Le Temps

Le Brahms supérieur du pianiste Nicholas Angelich

- JULIAN SYKES Nicholas Angelich, Jonathan Nott et l’OSR. «Deuxième concerto pour piano» de Brahms vendredi 19 octobre au Victoria Hall à 20h.

Le pianiste américain s’est montré très émouvant dans le «Premier Concerto en ré mineur» mercredi soir au Victoria Hall de Genève. Lui et le chef Jonathan Nott ont su y forger une belle entente musicale

Avec ses airs brumeux et légèrement décalés, il ressemble à Brahms. Un Brahms sans la barbe. Nicholas Angelich a dominé de main de maître le Premier Concerto pour piano en ré mineur mercredi soir au Victoria Hall de Genève. Il était accompagné par Jonathan Nott et l’OSR dans un programme passionnan­t. Une interpréta­tion puissante et lyrique à la fois dans une oeuvre comparable à une symphonie avec piano.

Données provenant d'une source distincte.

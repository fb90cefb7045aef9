use std::fmt::Display;
use std::path::PathBuf;
use std::str::FromStr;
use std::time::Duration;

use sourcepin_core::error::{CoreError, CoreResult};
use sourcepin_core::types::DeploymentMode;
use sourcepin_events::RetryPolicy;
use sourcepin_git::CommitIdentity;
use sourcepin_pipeline::{AdjustPipeline, RepoProvider};

/// Server configuration loaded from environment variables.
///
/// Built once at startup and shared as `Arc<ServerConfig>`. Provider kinds
/// are resolved here, so an unknown kind stops the server before it binds.
#[derive(Debug, Clone)]
pub struct ServerConfig {
    /// Bind address (default: `0.0.0.0`).
    pub host: String,
    /// Bind port (default: `7331`).
    pub port: u16,
    /// Base of the live-log address handed to asynchronous callers.
    pub public_ws_url: String,
    /// Allowed CORS origins; empty allows any origin.
    pub cors_origins: Vec<String>,
    /// HTTP request timeout in seconds. Synchronous jobs run inside it.
    pub request_timeout_secs: u64,
    pub deployment_mode: DeploymentMode,
    /// Parent of every scratch working tree.
    pub work_dir: PathBuf,
    /// Durable job logs.
    pub log_dir: PathBuf,
    pub log_retention: Duration,
    pub log_sweep_interval: Duration,
    /// How long shutdown waits for cancelled jobs to report.
    pub shutdown_grace: Duration,
    pub identity: CommitIdentity,
    pub repo_provider: RepoProvider,
    pub aligners: AdjustPipeline,
    pub callback_retry: RetryPolicy,
}

impl ServerConfig {
    /// Load configuration from the process environment.
    ///
    /// | Env Var                         | Default                  |
    /// |---------------------------------|--------------------------|
    /// | `HOST`                          | `0.0.0.0`                |
    /// | `PORT`                          | `7331`                   |
    /// | `PUBLIC_WS_URL`                 | `ws://localhost:7331`    |
    /// | `CORS_ORIGINS`                  | (any)                    |
    /// | `REQUEST_TIMEOUT_SECS`          | `3600`                   |
    /// | `DEPLOYMENT_MODE`               | `production`             |
    /// | `WORK_DIR`                      | `<tmp>/sourcepin`        |
    /// | `LOG_DIR`                       | `./job-logs`             |
    /// | `LOG_RETENTION_SECS`            | `86400`                  |
    /// | `LOG_SWEEP_INTERVAL_SECS`       | `600`                    |
    /// | `SHUTDOWN_GRACE_SECS`           | `60`                     |
    /// | `COMMIT_AUTHOR_NAME`            | `Sourcepin`              |
    /// | `COMMIT_AUTHOR_EMAIL`           | `sourcepin@localhost`    |
    /// | `REPO_PROVIDER`                 | `local`                  |
    /// | `REPO_LOCAL_ROOT`               | `./repos`                |
    /// | `REPO_READONLY_URL_TEMPLATE`    | required for `template`  |
    /// | `REPO_READWRITE_URL_TEMPLATE`   | required for `template`  |
    /// | `ADJUST_PROVIDERS`              | (none)                   |
    /// | `ADJUST_DEFAULT_BUILD_TYPE`     | (none)                   |
    /// | `ADJUST_USER_ERROR_EXIT_CODES`  | (none)                   |
    /// | `CALLBACK_MAX_ATTEMPTS`         | `9`                      |
    /// | `CALLBACK_INITIAL_DELAY_SECS`   | `2`                      |
    pub fn from_env() -> CoreResult<Self> {
        Self::from_lookup(|key| std::env::var(key).ok())
    }

    /// Build the configuration from an arbitrary variable source.
    pub fn from_lookup(lookup: impl Fn(&str) -> Option<String>) -> CoreResult<Self> {
        let var = |key: &str| lookup(key).filter(|v| !v.trim().is_empty());

        let host = var("HOST").unwrap_or_else(|| "0.0.0.0".into());
        let port: u16 = parse_or(&var, "PORT", 7331)?;
        let public_ws_url = var("PUBLIC_WS_URL")
            .unwrap_or_else(|| format!("ws://localhost:{port}"))
            .trim_end_matches('/')
            .to_string();
        let cors_origins = var("CORS_ORIGINS")
            .map(|v| {
                v.split(',')
                    .map(|s| s.trim().to_string())
                    .filter(|s| !s.is_empty())
                    .collect()
            })
            .unwrap_or_default();
        let request_timeout_secs = parse_or(&var, "REQUEST_TIMEOUT_SECS", 3600)?;
        let deployment_mode = parse_or(&var, "DEPLOYMENT_MODE", DeploymentMode::Production)?;

        let work_dir = var("WORK_DIR")
            .map(PathBuf::from)
            .unwrap_or_else(|| std::env::temp_dir().join("sourcepin"));
        let log_dir = var("LOG_DIR")
            .map(PathBuf::from)
            .unwrap_or_else(|| PathBuf::from("./job-logs"));
        let log_retention = Duration::from_secs(parse_or(&var, "LOG_RETENTION_SECS", 86_400)?);
        let log_sweep_interval =
            Duration::from_secs(parse_or(&var, "LOG_SWEEP_INTERVAL_SECS", 600)?);
        if log_sweep_interval.is_zero() {
            return Err(CoreError::Config(
                "LOG_SWEEP_INTERVAL_SECS must be greater than zero".to_string(),
            ));
        }

        let shutdown_grace = Duration::from_secs(parse_or(&var, "SHUTDOWN_GRACE_SECS", 60)?);

        let defaults = CommitIdentity::default();
        let identity = CommitIdentity {
            name: var("COMMIT_AUTHOR_NAME").unwrap_or(defaults.name),
            email: var("COMMIT_AUTHOR_EMAIL").unwrap_or(defaults.email),
        };

        let repo_provider = repo_provider(&var)?;

        let user_error_exit_codes = var("ADJUST_USER_ERROR_EXIT_CODES")
            .map(|v| parse_exit_codes(&v))
            .transpose()?
            .unwrap_or_default();
        let aligners = AdjustPipeline::parse(
            &var("ADJUST_PROVIDERS").unwrap_or_default(),
            var("ADJUST_DEFAULT_BUILD_TYPE"),
            &user_error_exit_codes,
        )?;

        let retry_defaults = RetryPolicy::default();
        let callback_retry = RetryPolicy {
            max_attempts: parse_or(&var, "CALLBACK_MAX_ATTEMPTS", retry_defaults.max_attempts)?,
            initial_delay: Duration::from_secs(parse_or(
                &var,
                "CALLBACK_INITIAL_DELAY_SECS",
                retry_defaults.initial_delay.as_secs(),
            )?),
        };
        if callback_retry.max_attempts == 0 {
            return Err(CoreError::Config(
                "CALLBACK_MAX_ATTEMPTS must be at least 1".to_string(),
            ));
        }

        Ok(Self {
            host,
            port,
            public_ws_url,
            cors_origins,
            request_timeout_secs,
            deployment_mode,
            work_dir,
            log_dir,
            log_retention,
            log_sweep_interval,
            shutdown_grace,
            identity,
            repo_provider,
            aligners,
            callback_retry,
        })
    }
}

fn parse_or<T>(var: &impl Fn(&str) -> Option<String>, key: &str, default: T) -> CoreResult<T>
where
    T: FromStr,
    T::Err: Display,
{
    match var(key) {
        Some(raw) => raw
            .trim()
            .parse()
            .map_err(|e| CoreError::Config(format!("{key}='{raw}' is invalid: {e}"))),
        None => Ok(default),
    }
}

fn repo_provider(var: &impl Fn(&str) -> Option<String>) -> CoreResult<RepoProvider> {
    let kind = var("REPO_PROVIDER").unwrap_or_else(|| "local".into());
    match kind.trim().to_ascii_lowercase().as_str() {
        "local" => RepoProvider::local(
            var("REPO_LOCAL_ROOT")
                .map(PathBuf::from)
                .unwrap_or_else(|| PathBuf::from("./repos")),
        )
        .map_err(|e| CoreError::Config(format!("REPO_LOCAL_ROOT cannot be resolved: {e}"))),
        "template" => {
            let required = |key: &str| {
                var(key).ok_or_else(|| {
                    CoreError::Config(format!("{key} is required when REPO_PROVIDER=template"))
                })
            };
            RepoProvider::template(
                required("REPO_READONLY_URL_TEMPLATE")?,
                required("REPO_READWRITE_URL_TEMPLATE")?,
            )
        }
        other => Err(CoreError::Config(format!(
            "unknown repository provider '{other}'"
        ))),
    }
}

fn parse_exit_codes(raw: &str) -> CoreResult<Vec<i32>> {
    raw.split(',')
        .map(str::trim)
        .filter(|s| !s.is_empty())
        .map(|s| {
            s.parse().map_err(|_| {
                CoreError::Config(format!("ADJUST_USER_ERROR_EXIT_CODES: '{s}' is not an exit code"))
            })
        })
        .collect()
}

Grande interprète de Berg et Janácek, la soprano allemande Angela Denoke a chanté Erwartung de Schoenberg en première partie. Ce monodrame en un acte déploie un théâtre intérieur: celui d’une femme traumatisé­e lorsqu’elle bute en pleine nuit sur le cadavre de son amant qu’elle prenait pour un tronc. Toute l’action se passe dans une forêt, revêtant un caractère psychanaly­tique à une époque où Sigmund Freud élaborait ses thèses à Vienne. Cette musique est extrêmemen­t difficile. Elle recèle une profusion d’éléments, tissés dans une orchestrat­ion pour le moins fournie, tout en restant très dépouillée par endroits, comme une mise à nu de l’âme.

Tessiture vocale escarpée

On frôle par endroits l’atonalité, tellement Schoenberg y repousse les frontières du langage musical de son temps. Et Dieu sait s’il faut une voix capable de dominer une tessiture escarpée! Dotée d’une excellente projection vocale, Angela Denoke rend bien le caractère halluciné du texte de Marie Pappenheim. Elle apporte une touche de lyrisme à cette partition qui sent l’influence lointaine de Mahler et Strauss tout en anticipant la révolution à venir. Même si le vibrato est prégnant par moments, elle reste très convaincan­te. Jonathan Nott livre un accompagne­ment orchestral de premier ordre. A la fois analytique et sensible, il obtient des musiciens une large palette de timbres, tour à tour diaphanes, soyeux, irisés, le tout ponctué d’émergences incandesce­ntes.

Passé l’entracte, le chef anglais empoignait le Premier Concerto pour piano de Brahms. Nott dirige à pleine pâte, creuse des lignes burinées, fait ressortir la mélancolie brumeuse dans les passages lyriques aux cordes. On frôle parfois l’empâtement, mais ce Brahms large, ample, généreux, qui ose prendre son temps en détaillant chaque épisode, a le mérite de nous plonger dans une ambiance poétique. Nicholas Angelich impose d’emblée un ton personnel et émouvant. Son piano sonne naturellem­ent plein. Il ne brutalise jamais l’instrument, et pourtant, les octaves sont d’une puissance ahurissant­e. Il conjugue carrure brahmsienn­e et souplesse, d’où une expressivi­té de tous les instants.

Très bel «Adagio»

L’«Adagio» est de toute beauté: pianissimi suspendus, cantabile à fleur de peau, cadence finale aux trilles d’une grande éloquence. Et d’attaquer le «Rondo» final avec poigne. Jonathan Nott se montre très à l’écoute du soliste: l’orchestre déploie de belles sonorités (l’«Adagio» à nouveau!) et répond aux fluctuatio­ns de la partie de piano.

Il ne manquait plus qu’un bis, d’une infinie délicatess­e, pour combler le public. Nicholas Angelich tire alors les plus belles sonorités de son piano pour l’Intermezzo opus 117 No 1, lyrique, tendre, lumineux. Un Brahms pour l’éternité.